Sur une ligne de 300 mm, on connaît bien le problème : une déviation de 1 °C pendant le séchage du photo-résiste peut faire en sorte que les dimensions critiques sortent des spécifications requises. Nous avons donc conçu un système de lampe à infrarouges en fibre de carbone pour éviter cela. Ce système remplace les sources halogènes et de quartz traditionnelles par un émetteur en fibre de carbone adapté aux longueurs d’onde infrarouges. Ainsi, on obtient un chauffage rapide et uniforme, sans zones chaudes.
La uniformité thermique au niveau de la wafer est de ±0,1 °C sur toute la surface concernée. La répétabilité reste dans cette fourchette, même après des milliers de cycles. La réponse est inférieure à une seconde, ce qui permet un contrôle précis tant pour les processus de séchage doux que pour ceux de séchage intense. La lampe fonctionne parfaitement dans des environnements de classe 1–100, sans aucune particule indésirable. De plus, elle répond aux exigences en matière de faible émission de gaz, essentielles pour les procédés de lithographie avancés. La consommation d’énergie est réduite de jusqu’à 30 % par rapport aux lampes halogènes. L’émetteur peut fonctionner pendant plus de 5 000 heures à pleine puissance, avec moins de 5 % de dégradation.

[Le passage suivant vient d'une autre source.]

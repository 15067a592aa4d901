use std::collections::VecDeque;
use std::ops::ControlFlow;
use std::sync::Arc;

use ahash::AHashMap;
use parking_lot::Mutex;
use tracing::{debug, trace, warn};

use crate::message::{CallbackMessage, CompletionNotice, ResultBuffer};
use steambind_callback::CallbackRegistry;
use steambind_sys::symbols;
use steambind_sys::{ApiCallHandle, CallbackMsg, NativeCall, PipeHandle, Result};

/// Ordinary callbacks held back for `pump` before the oldest are dropped.
pub const MAX_DEFERRED: usize = 1024;

/// Owned copy of a message, delivered to handlers after the drain finishes.
enum Delivery {
    Typed { callback_type: i32, payload: Vec<u8> },
    CallResult { handle: ApiCallHandle, result: ResultBuffer },
}

/// Poll-driven access to the native callback queue.
///
/// Construct exactly one per process, after `SteamAPI_Init`. Each fetched
/// message is released before the next one is requested, on every path.
/// Completion notices for handles nobody is waiting on yet are kept in a
/// pending map, so a later `await_result` for them still succeeds even when
/// another poll consumed the notice first. Ordinary callbacks drained while
/// waiting on a call are copied into a deferred queue that the next `pump`
/// delivers ahead of anything it fetches itself.
pub struct ManualDispatch {
    native: Arc<dyn NativeCall>,
    pipe: PipeHandle,
    pending: Mutex<AHashMap<ApiCallHandle, CompletionNotice>>,
    deferred: Mutex<VecDeque<(i32, Vec<u8>)>>,
    // Serializes fetch/free sequences across threads.
    drain: Mutex<()>,
}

Quels sont les avantages pratiques ? Un contrôle plus précis des dimensions critiques, moins de reprovisionnements, et des taux de productivité stables, même à mesure que les tailles des wafer diminuent. On peut utiliser des quantités plus faibles de photo-résiste sans crainte, assurer une uniformité dans le comportement du matériau sur toute la surface de la wafer, et éviter que le budget thermique varie d’un équipement à l’autre. Ce système s’intègre facilement aux processus existants, grâce à des interfaces et des routines de calibration standard. Il n’est donc pas nécessaire de repasser par des tests approfondis pour valider le processus.
L’installation consiste principalement à gérer la charge thermique et la géométrie de la visibilité entre la lampe et la wafer. L’émetteur en fibre de carbone ne supporte pas les contraintes mécaniques ; par conséquent, son montage doit éviter tout type de fixation qui pourrait exercer une pression sur lui, afin qu’il puisse se dilater librement. Il est conseillé de effectuer un test de mise en service rapide pour déterminer l’émissivité dans toute la zone concernée, puis d’ajuster les paramètres PID en fonction des caractéristiques du photo-résiste utilisé. Une fois que tout est ajusté, la lampe offre la stabilité nécessaire pour fonctionner jour après jour.